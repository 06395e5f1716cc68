//! Declaration identifiers resolved by the external type checker.
//!
//! The front end numbers every function declaration, package-level variable
//! and local variable object densely from zero. The core never invents these
//! ids; it only uses them as keys.

use std::fmt;

macro_rules! define_id {
    ($(#[$meta:meta])* $name:ident, $prefix:literal) => {
        $(#[$meta])*
        #[derive(Copy, Clone, Eq, PartialEq, Hash, PartialOrd, Ord)]
        #[repr(transparent)]
        pub struct $name(u32);

        impl $name {
            /// Create an id from a raw index.
            #[inline]
            pub const fn new(raw: u32) -> Self {
                Self(raw)
            }

            /// Get the raw `u32` value.
            #[inline]
            pub const fn raw(self) -> u32 {
                self.0
            }

            /// Get the index as `usize` (for indexing into `Vec`s).
            #[inline]
            pub const fn index(self) -> usize {
                self.0 as usize
            }
        }

        impl fmt::Debug for $name {
            fn fmt(&self, f: &mut fmt::Formatter<'_>) -> fmt::Result {
                write!(f, concat!($prefix, "{}"), self.0)
            }
        }
    };
}

define_id!(
    /// A function or method declaration (`FuncDecl` in the typed AST).
    FuncId,
    "fn"
);

define_id!(
    /// A package-level variable.
    GlobalId,
    "g"
);

define_id!(
    /// A local variable object: parameter, result, `:=` binding, range
    /// variable or type-switch clause symbol.
    LocalId,
    "l"
);

#[cfg(test)]
mod tests {
    use super::*;

    #[test]
    fn ids_round_trip_raw() {
        assert_eq!(FuncId::new(3).raw(), 3);
        assert_eq!(GlobalId::new(7).index(), 7);
        assert!(LocalId::new(1) < LocalId::new(2));
    }

    #[test]
    fn debug_uses_prefix() {
        assert_eq!(format!("{:?}", FuncId::new(4)), "fn4");
        assert_eq!(format!("{:?}", LocalId::new(0)), "l0");
    }
}
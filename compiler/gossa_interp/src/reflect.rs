//! The subset of package `reflect` interpreted programs can use.
//!
//! A `reflect.Type` is a [`Value::ReflectType`] holding a pool index; a
//! `reflect.Value` is a [`Value::ReflectValue`] holding the same box an
//! interface would. Everything is derived from the type pool and the heap;
//! there is no separate runtime type information.

use gossa_ast::Intrinsic;
use gossa_types::{Idx, Pool, Tag};

use crate::errors::{internal, ExecResult, RuntimeFault};
use crate::heap::Heap;
use crate::ops::value_kind;
use crate::sched::Scheduler;
use crate::value::{chan_address, map_address, Boxed, Value, FUNC_ADDRESS};

/// `reflect.Kind`, numbered as Go numbers it.
#[derive(Copy, Clone, Debug, PartialEq, Eq, Hash)]
#[repr(u8)]
pub enum Kind {
    Invalid = 0,
    Bool,
    Int,
    Int8,
    Int16,
    Int32,
    Int64,
    Uint,
    Uint8,
    Uint16,
    Uint32,
    Uint64,
    Uintptr,
    Float32,
    Float64,
    Complex64,
    Complex128,
    Array,
    Chan,
    Func,
    Interface,
    Map,
    Pointer,
    Slice,
    String,
    Struct,
    UnsafePointer,
}

const KINDS: [Kind; 27] = [
    Kind::Invalid,
    Kind::Bool,
    Kind::Int,
    Kind::Int8,
    Kind::Int16,
    Kind::Int32,
    Kind::Int64,
    Kind::Uint,
    Kind::Uint8,
    Kind::Uint16,
    Kind::Uint32,
    Kind::Uint64,
    Kind::Uintptr,
    Kind::Float32,
    Kind::Float64,
    Kind::Complex64,
    Kind::Complex128,
    Kind::Array,
    Kind::Chan,
    Kind::Func,
    Kind::Interface,
    Kind::Map,
    Kind::Pointer,
    Kind::Slice,
    Kind::String,
    Kind::Struct,
    Kind::UnsafePointer,
];

impl Kind {
    pub fn of(pool: &Pool, ty: Idx) -> Kind {
        let tag = value_kind(pool, ty);
        // Basic tags up to `complex128` share Go's kind numbering.
        if (tag as u8) <= Tag::Complex128 as u8 {
            return KINDS[tag as usize];
        }
        match tag {
            Tag::String => Kind::String,
            Tag::UnsafePointer => Kind::UnsafePointer,
            Tag::Pointer => Kind::Pointer,
            Tag::Slice => Kind::Slice,
            Tag::Array => Kind::Array,
            Tag::Map => Kind::Map,
            Tag::Chan => Kind::Chan,
            Tag::Struct => Kind::Struct,
            Tag::Interface => Kind::Interface,
            Tag::Signature => Kind::Func,
            _ => Kind::Invalid,
        }
    }

    pub fn from_raw(raw: u64) -> Option<Kind> {
        usize::try_from(raw).ok().and_then(|i| KINDS.get(i)).copied()
    }

    /// `Kind.String()`.
    pub fn name(self) -> &'static str {
        match self {
            Kind::Invalid => "invalid",
            Kind::Bool => "bool",
            Kind::Int => "int",
            Kind::Int8 => "int8",
            Kind::Int16 => "int16",
            Kind::Int32 => "int32",
            Kind::Int64 => "int64",
            Kind::Uint => "uint",
            Kind::Uint8 => "uint8",
            Kind::Uint16 => "uint16",
            Kind::Uint32 => "uint32",
            Kind::Uint64 => "uint64",
            Kind::Uintptr => "uintptr",
            Kind::Float32 => "float32",
            Kind::Float64 => "float64",
            Kind::Complex64 => "complex64",
            Kind::Complex128 => "complex128",
            Kind::Array => "array",
            Kind::Chan => "chan",
            Kind::Func => "func",
            Kind::Interface => "interface",
            Kind::Map => "map",
            Kind::Pointer => "ptr",
            Kind::Slice => "slice",
            Kind::String => "string",
            Kind::Struct => "struct",
            Kind::UnsafePointer => "unsafe.Pointer",
        }
    }
}

/// `Type.Name()`: the declared name without package qualifier, empty for
/// unnamed types.
pub fn type_name(pool: &Pool, ty: Idx) -> String {
    if !pool.is_named(ty) {
        return String::new();
    }
    let full = pool.format_type(ty);
    let info = pool.named_info(ty);
    if info.pkg.is_empty() {
        return full;
    }
    let prefix_len = pool.name_str(info.pkg).len() + 1;
    full.get(prefix_len..).map_or(full.clone(), str::to_owned)
}

/// What the reflection intrinsics read.
pub(crate) struct Reflector<'a> {
    pub pool: &'a Pool,
    pub heap: &'a Heap,
    pub sched: &'a Scheduler,
}

fn misuse(method: &'static str, kind: Kind) -> RuntimeFault {
    RuntimeFault::Reflect {
        method,
        kind: kind.name().to_owned(),
    }
}

fn zero_value(method: &'static str) -> RuntimeFault {
    RuntimeFault::Reflect {
        method,
        kind: "zero".to_owned(),
    }
}

fn value_of(b: Boxed) -> Value {
    Value::ReflectValue(Some(Box::new(b)))
}

fn int_arg(args: &[Value], i: usize) -> ExecResult<i64> {
    args.get(i)
        .and_then(Value::as_i64)
        .ok_or_else(|| internal("reflection call without an integer argument"))
}

impl Reflector<'_> {
    /// Run reflection intrinsic `intr`. Methods take their receiver first.
    pub fn call(&self, intr: Intrinsic, args: &[Value]) -> ExecResult<Value> {
        let recv = args
            .first()
            .ok_or_else(|| internal(format!("{intr} without receiver")))?;
        match intr {
            Intrinsic::ReflectTypeOf => Ok(match recv {
                Value::Interface(Some(b)) => Value::ReflectType(b.ty),
                _ => Value::Interface(None),
            }),
            Intrinsic::ReflectValueOf => Ok(match recv {
                Value::Interface(Some(b)) => value_of((**b).clone()),
                _ => Value::ReflectValue(None),
            }),
            Intrinsic::TypeKind
            | Intrinsic::TypeElem
            | Intrinsic::TypeKey
            | Intrinsic::TypeLen
            | Intrinsic::TypeNumField
            | Intrinsic::TypeFieldName
            | Intrinsic::TypeString
            | Intrinsic::TypeName => {
                let Value::ReflectType(t) = recv else {
                    return Err(RuntimeFault::NilDeref.into());
                };
                self.type_method(intr, *t, args)
            }
            _ => {
                let b = match recv {
                    Value::ReflectValue(b) => b.as_deref(),
                    _ => return Err(internal(format!("{intr} on a non-Value receiver"))),
                };
                self.value_method(intr, b, args)
            }
        }
    }

    fn type_method(&self, intr: Intrinsic, t: Idx, args: &[Value]) -> ExecResult<Value> {
        let pool = self.pool;
        let kind = Kind::of(pool, t);
        let usage = |what: &str| -> ExecResult<Value> {
            Err(RuntimeFault::ReflectUsage(format!("{what} {}", pool.format_type(t))).into())
        };
        match intr {
            Intrinsic::TypeKind => Ok(Value::Uint(kind as u64)),
            Intrinsic::TypeElem => match kind {
                Kind::Pointer | Kind::Slice | Kind::Array | Kind::Map | Kind::Chan => {
                    let u = pool.underlying(t);
                    Ok(Value::ReflectType(pool.elem(u)))
                }
                _ => usage("Elem of invalid type"),
            },
            Intrinsic::TypeKey => match kind {
                Kind::Map => Ok(Value::ReflectType(pool.key(pool.underlying(t)))),
                _ => usage("Key of non-map type"),
            },
            Intrinsic::TypeLen => match kind {
                Kind::Array => Ok(Value::Int(pool.array_len(pool.underlying(t)) as i64)),
                _ => usage("Len of non-array type"),
            },
            Intrinsic::TypeNumField => match kind {
                Kind::Struct => Ok(Value::Int(pool.num_fields(pool.underlying(t)) as i64)),
                _ => usage("NumField of non-struct type"),
            },
            Intrinsic::TypeFieldName => {
                if kind != Kind::Struct {
                    return usage("Field of non-struct type");
                }
                let u = pool.underlying(t);
                let i = int_arg(args, 1)?;
                match usize::try_from(i).ok().filter(|&i| i < pool.num_fields(u)) {
                    Some(i) => Ok(Value::str(pool.name_str(pool.field(u, i).name))),
                    None => Err(RuntimeFault::ReflectUsage("Field index out of bounds".into()).into()),
                }
            }
            Intrinsic::TypeString => Ok(Value::str(&pool.format_type(t))),
            Intrinsic::TypeName => Ok(Value::str(&type_name(pool, t))),
            _ => Err(internal(format!("{intr} is not a Type method"))),
        }
    }

    #[allow(clippy::too_many_lines)]
    fn value_method(&self, intr: Intrinsic, b: Option<&Boxed>, args: &[Value]) -> ExecResult<Value> {
        let pool = self.pool;
        let Some(b) = b else {
            return match intr {
                Intrinsic::ValueKind => Ok(Value::Uint(Kind::Invalid as u64)),
                Intrinsic::ValueIsValid => Ok(Value::Bool(false)),
                Intrinsic::ValueString => Ok(Value::str("<invalid Value>")),
                _ => Err(zero_value(method_name(intr)).into()),
            };
        };
        let kind = Kind::of(pool, b.ty);
        let u = pool.underlying(b.ty);
        let bad = || -> ExecResult<Value> { Err(misuse(method_name(intr), kind).into()) };
        match intr {
            Intrinsic::ValueKind => Ok(Value::Uint(kind as u64)),
            Intrinsic::ValueIsValid => Ok(Value::Bool(true)),
            Intrinsic::ValueType => Ok(Value::ReflectType(b.ty)),
            Intrinsic::ValueInterface => Ok(match kind {
                Kind::Interface => b.value.clone(),
                _ => Value::Interface(Some(Box::new(b.clone()))),
            }),
            Intrinsic::ValueElem => match (kind, &b.value) {
                (Kind::Interface, Value::Interface(inner)) => {
                    Ok(Value::ReflectValue(inner.clone()))
                }
                (Kind::Pointer, Value::Pointer(p)) => Ok(value_of(Boxed {
                    ty: pool.elem(u),
                    value: self.heap.load(p)?,
                })),
                (Kind::Pointer, _) => Ok(Value::ReflectValue(None)),
                _ => bad(),
            },
            Intrinsic::ValueNumField => match kind {
                Kind::Struct => Ok(Value::Int(pool.num_fields(u) as i64)),
                _ => bad(),
            },
            Intrinsic::ValueField => {
                let Value::Struct(fields) = &b.value else {
                    return bad();
                };
                let i = int_arg(args, 1)?;
                let Some(field) = usize::try_from(i).ok().and_then(|i| fields.get(i)) else {
                    return Err(RuntimeFault::ReflectUsage("Field index out of range".into()).into());
                };
                Ok(value_of(Boxed {
                    ty: pool.field(u, i as usize).ty,
                    value: field.clone(),
                }))
            }
            Intrinsic::ValueIndex => {
                let i = int_arg(args, 1)?;
                let (elems, what, elem_ty) = match (&b.value, kind) {
                    (Value::Str(s), Kind::String) => (
                        s.iter().map(|&c| Value::Uint(u64::from(c))).collect(),
                        "string",
                        Idx::UINT8,
                    ),
                    (Value::Array(xs), Kind::Array) => (xs.clone(), "array", pool.elem(u)),
                    (v, Kind::Slice) => (self.heap.elems_of(v)?, "slice", pool.elem(u)),
                    _ => return bad(),
                };
                match usize::try_from(i).ok().and_then(|i| elems.into_iter().nth(i)) {
                    Some(value) => Ok(value_of(Boxed { ty: elem_ty, value })),
                    None => Err(RuntimeFault::ReflectUsage(format!("{what} index out of range")).into()),
                }
            }
            Intrinsic::ValueLen => Ok(Value::Int(match (&b.value, kind) {
                (Value::Str(s), Kind::String) => s.len(),
                (Value::Array(xs), Kind::Array) => xs.len(),
                (Value::Slice(s), Kind::Slice) => s.len,
                (Value::Map(m), Kind::Map) => self.heap.map(*m).len(),
                (Value::Chan(c), Kind::Chan) => self.sched.chan_len(*c),
                (Value::Nil, Kind::Slice | Kind::Map | Kind::Chan) => 0,
                _ => return bad(),
            } as i64)),
            Intrinsic::ValueInt => match b.value {
                Value::Int(i) => Ok(Value::Int(i)),
                _ => bad(),
            },
            Intrinsic::ValueUint => match b.value {
                Value::Uint(x) => Ok(Value::Uint(x)),
                _ => bad(),
            },
            Intrinsic::ValueFloat => match b.value {
                Value::Float(f) => Ok(Value::Float(f)),
                _ => bad(),
            },
            Intrinsic::ValueBool => match b.value {
                Value::Bool(x) => Ok(Value::Bool(x)),
                _ => bad(),
            },
            Intrinsic::ValueString => Ok(match (&b.value, kind) {
                (Value::Str(s), Kind::String) => Value::Str(s.clone()),
                _ => Value::str(&format!("<{} Value>", pool.format_type(b.ty))),
            }),
            Intrinsic::ValuePointer => Ok(Value::Uint(match (&b.value, kind) {
                (Value::Pointer(p), _) => p.address(),
                (Value::Slice(s), _) => s.elem(0).address(),
                (Value::Map(m), _) => map_address(*m),
                (Value::Chan(c), _) => chan_address(*c),
                (Value::Nil, Kind::Pointer | Kind::Slice | Kind::Map | Kind::Chan | Kind::Func) => 0,
                (Value::Func(_), _) => FUNC_ADDRESS,
                _ => return bad(),
            })),
            Intrinsic::ValueIsNil => match kind {
                Kind::Pointer | Kind::Map | Kind::Slice | Kind::Chan | Kind::Func | Kind::Interface => {
                    Ok(Value::Bool(b.value.is_nil()))
                }
                _ => bad(),
            },
            _ => Err(internal(format!("{intr} is not a Value method"))),
        }
    }
}

/// `Value.X` for reflection panic messages.
fn method_name(intr: Intrinsic) -> &'static str {
    intr.name().trim_start_matches("reflect.")
}

#[cfg(test)]
mod tests;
........
* Your assignment: The expected answer is an exact copy of the lines above, beginning at the line with "impl fmt::Debug for" and ending at the line with "A local variable", with both ends in.

* Solved problem:
        impl fmt::Debug for $name {
            fn fmt(&self, f: &mut fmt::Formatter<'_>) -> fmt::Result {
                write!(f, concat!($prefix, "{}"), self.0)
            }
        }
    };
}

define_id!(
    /// A function or method declaration (`FuncDecl` in the typed AST).
    FuncId,
    "fn"
);

define_id!(
    /// A package-level variable.
    GlobalId,
    "g"
);

define_id!(
    /// A local variable object: parameter, result, `:=` binding, range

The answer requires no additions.